— Brief —
For the entries below, print exactly the lines between the line holding "pub trait UploadedFile" and the line holding "- No parent-directory", inclusive, and nothing else.

[[ Input records open ]]

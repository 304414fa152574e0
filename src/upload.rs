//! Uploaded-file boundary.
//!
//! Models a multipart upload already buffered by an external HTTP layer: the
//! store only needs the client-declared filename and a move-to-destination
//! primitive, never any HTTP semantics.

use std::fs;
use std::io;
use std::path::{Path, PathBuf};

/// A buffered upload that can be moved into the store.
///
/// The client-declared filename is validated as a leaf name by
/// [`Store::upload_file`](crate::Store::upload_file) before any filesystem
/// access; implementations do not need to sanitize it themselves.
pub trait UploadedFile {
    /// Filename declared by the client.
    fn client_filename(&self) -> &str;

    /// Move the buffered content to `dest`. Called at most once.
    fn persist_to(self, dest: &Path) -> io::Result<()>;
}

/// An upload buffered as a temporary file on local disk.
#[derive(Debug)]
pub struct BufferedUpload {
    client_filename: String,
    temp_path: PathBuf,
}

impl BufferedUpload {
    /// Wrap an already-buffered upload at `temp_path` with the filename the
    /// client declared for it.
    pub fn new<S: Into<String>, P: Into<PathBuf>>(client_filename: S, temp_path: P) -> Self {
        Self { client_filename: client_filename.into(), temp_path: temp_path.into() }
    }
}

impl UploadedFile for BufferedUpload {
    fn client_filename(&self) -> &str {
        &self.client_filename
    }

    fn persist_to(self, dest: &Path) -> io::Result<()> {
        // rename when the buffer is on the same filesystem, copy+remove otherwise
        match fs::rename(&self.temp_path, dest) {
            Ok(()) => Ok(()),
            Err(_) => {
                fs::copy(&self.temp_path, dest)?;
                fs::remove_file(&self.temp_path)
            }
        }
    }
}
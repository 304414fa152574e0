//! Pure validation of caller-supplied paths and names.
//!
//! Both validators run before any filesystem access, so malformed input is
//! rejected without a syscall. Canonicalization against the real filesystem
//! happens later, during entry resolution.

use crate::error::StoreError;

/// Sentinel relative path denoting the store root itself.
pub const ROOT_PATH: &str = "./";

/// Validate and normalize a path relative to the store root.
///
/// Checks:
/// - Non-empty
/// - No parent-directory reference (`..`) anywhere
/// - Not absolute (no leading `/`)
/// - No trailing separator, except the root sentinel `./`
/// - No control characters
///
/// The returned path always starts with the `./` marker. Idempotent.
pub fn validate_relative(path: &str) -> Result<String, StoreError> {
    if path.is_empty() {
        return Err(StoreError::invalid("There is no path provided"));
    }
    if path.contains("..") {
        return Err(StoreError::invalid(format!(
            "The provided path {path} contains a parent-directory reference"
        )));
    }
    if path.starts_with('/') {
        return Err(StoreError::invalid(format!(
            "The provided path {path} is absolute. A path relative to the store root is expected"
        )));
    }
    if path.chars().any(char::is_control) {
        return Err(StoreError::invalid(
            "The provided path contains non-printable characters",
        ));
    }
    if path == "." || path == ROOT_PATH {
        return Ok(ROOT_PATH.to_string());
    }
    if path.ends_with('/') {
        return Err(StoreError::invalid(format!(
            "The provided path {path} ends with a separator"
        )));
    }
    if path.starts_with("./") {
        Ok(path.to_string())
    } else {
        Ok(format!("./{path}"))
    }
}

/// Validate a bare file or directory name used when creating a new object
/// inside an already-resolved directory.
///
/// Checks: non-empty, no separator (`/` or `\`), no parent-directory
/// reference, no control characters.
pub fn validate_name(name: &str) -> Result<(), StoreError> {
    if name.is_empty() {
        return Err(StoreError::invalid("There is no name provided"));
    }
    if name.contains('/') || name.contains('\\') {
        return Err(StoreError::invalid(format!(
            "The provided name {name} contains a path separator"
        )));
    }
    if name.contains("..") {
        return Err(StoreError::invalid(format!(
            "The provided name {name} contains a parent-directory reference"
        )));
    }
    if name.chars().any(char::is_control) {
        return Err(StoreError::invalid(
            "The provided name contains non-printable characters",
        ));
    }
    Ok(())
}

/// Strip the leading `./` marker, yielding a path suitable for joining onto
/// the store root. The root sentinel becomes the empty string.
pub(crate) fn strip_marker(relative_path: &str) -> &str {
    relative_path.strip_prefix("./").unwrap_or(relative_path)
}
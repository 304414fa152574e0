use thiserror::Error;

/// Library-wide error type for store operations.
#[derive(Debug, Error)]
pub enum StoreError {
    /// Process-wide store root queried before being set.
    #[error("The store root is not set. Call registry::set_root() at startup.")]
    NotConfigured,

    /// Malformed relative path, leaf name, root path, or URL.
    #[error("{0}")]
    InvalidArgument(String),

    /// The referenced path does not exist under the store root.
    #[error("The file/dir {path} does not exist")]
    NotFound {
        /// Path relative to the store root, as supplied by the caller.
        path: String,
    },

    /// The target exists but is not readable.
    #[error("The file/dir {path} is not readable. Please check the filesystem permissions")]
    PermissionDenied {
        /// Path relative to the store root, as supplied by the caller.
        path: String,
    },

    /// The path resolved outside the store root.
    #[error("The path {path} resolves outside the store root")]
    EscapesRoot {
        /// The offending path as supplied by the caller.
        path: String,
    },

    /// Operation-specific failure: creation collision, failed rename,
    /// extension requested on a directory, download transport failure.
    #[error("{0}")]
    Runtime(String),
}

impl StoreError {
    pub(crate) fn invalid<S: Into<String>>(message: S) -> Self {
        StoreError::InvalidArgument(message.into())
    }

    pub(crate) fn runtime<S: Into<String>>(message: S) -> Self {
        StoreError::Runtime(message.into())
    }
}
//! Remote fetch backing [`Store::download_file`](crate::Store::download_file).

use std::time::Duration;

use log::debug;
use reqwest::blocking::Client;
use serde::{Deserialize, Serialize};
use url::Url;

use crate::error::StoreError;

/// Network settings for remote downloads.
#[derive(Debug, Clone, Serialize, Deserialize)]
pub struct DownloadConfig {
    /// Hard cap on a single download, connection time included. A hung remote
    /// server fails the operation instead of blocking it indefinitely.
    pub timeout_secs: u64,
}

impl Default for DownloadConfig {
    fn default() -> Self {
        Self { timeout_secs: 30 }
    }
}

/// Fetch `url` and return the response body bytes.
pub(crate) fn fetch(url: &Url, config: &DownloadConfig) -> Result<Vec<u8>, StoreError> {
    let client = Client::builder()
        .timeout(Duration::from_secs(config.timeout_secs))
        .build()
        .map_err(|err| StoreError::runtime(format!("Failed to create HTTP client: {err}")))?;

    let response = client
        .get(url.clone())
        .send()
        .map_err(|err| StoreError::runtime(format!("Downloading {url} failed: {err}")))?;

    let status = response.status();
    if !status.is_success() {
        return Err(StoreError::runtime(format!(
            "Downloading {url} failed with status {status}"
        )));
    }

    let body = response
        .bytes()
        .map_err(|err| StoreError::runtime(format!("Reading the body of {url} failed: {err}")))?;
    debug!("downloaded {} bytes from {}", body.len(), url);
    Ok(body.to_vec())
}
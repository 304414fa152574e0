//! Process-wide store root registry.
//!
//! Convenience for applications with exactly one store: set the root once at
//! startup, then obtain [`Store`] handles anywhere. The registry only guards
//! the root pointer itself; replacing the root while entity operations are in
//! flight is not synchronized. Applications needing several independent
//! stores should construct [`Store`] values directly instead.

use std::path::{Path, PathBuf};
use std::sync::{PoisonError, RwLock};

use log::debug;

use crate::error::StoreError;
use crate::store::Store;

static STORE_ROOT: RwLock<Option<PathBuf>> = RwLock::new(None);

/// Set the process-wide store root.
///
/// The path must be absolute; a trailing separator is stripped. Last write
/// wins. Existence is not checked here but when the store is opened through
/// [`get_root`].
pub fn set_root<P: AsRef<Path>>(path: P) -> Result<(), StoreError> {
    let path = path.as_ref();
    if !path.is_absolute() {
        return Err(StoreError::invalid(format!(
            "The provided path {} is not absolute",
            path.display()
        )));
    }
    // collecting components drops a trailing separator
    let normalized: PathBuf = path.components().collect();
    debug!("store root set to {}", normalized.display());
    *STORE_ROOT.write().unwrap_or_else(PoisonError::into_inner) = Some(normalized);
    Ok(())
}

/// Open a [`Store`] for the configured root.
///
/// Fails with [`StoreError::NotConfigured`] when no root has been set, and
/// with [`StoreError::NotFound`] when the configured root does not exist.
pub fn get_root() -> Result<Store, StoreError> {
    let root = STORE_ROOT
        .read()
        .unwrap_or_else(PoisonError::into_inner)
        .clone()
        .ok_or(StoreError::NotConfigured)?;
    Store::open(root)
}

[[ Input records closed ]]

— The answer —
pub trait UploadedFile {
    /// Filename declared by the client.
    fn client_filename(&self) -> &str;

    /// Move the buffered content to `dest`. Called at most once.
    fn persist_to(self, dest: &Path) -> io::Result<()>;
}

/// An upload buffered as a temporary file on local disk.
#[derive(Debug)]
pub struct BufferedUpload {
    client_filename: String,
    temp_path: PathBuf,
}

impl BufferedUpload {
    /// Wrap an already-buffered upload at `temp_path` with the filename the
    /// client declared for it.
    pub fn new<S: Into<String>, P: Into<PathBuf>>(client_filename: S, temp_path: P) -> Self {
        Self { client_filename: client_filename.into(), temp_path: temp_path.into() }
    }
}

impl UploadedFile for BufferedUpload {
    fn client_filename(&self) -> &str {
        &self.client_filename
    }

    fn persist_to(self, dest: &Path) -> io::Result<()> {
        // rename when the buffer is on the same filesystem, copy+remove otherwise
        match fs::rename(&self.temp_path, dest) {
            Ok(()) => Ok(()),
            Err(_) => {
                fs::copy(&self.temp_path, dest)?;
                fs::remove_file(&self.temp_path)
            }
        }
    }
}
repository 304414fa152574e0
//! Pure validation of caller-supplied paths and names.
//!
//! Both validators run before any filesystem access, so malformed input is
//! rejected without a syscall. Canonicalization against the real filesystem
//! happens later, during entry resolution.

use crate::error::StoreError;

/// Sentinel relative path denoting the store root itself.
pub const ROOT_PATH: &str = "./";

/// Validate and normalize a path relative to the store root.
///
/// Checks:
/// - Non-empty
/// - No parent-directory reference (`..`) anywhere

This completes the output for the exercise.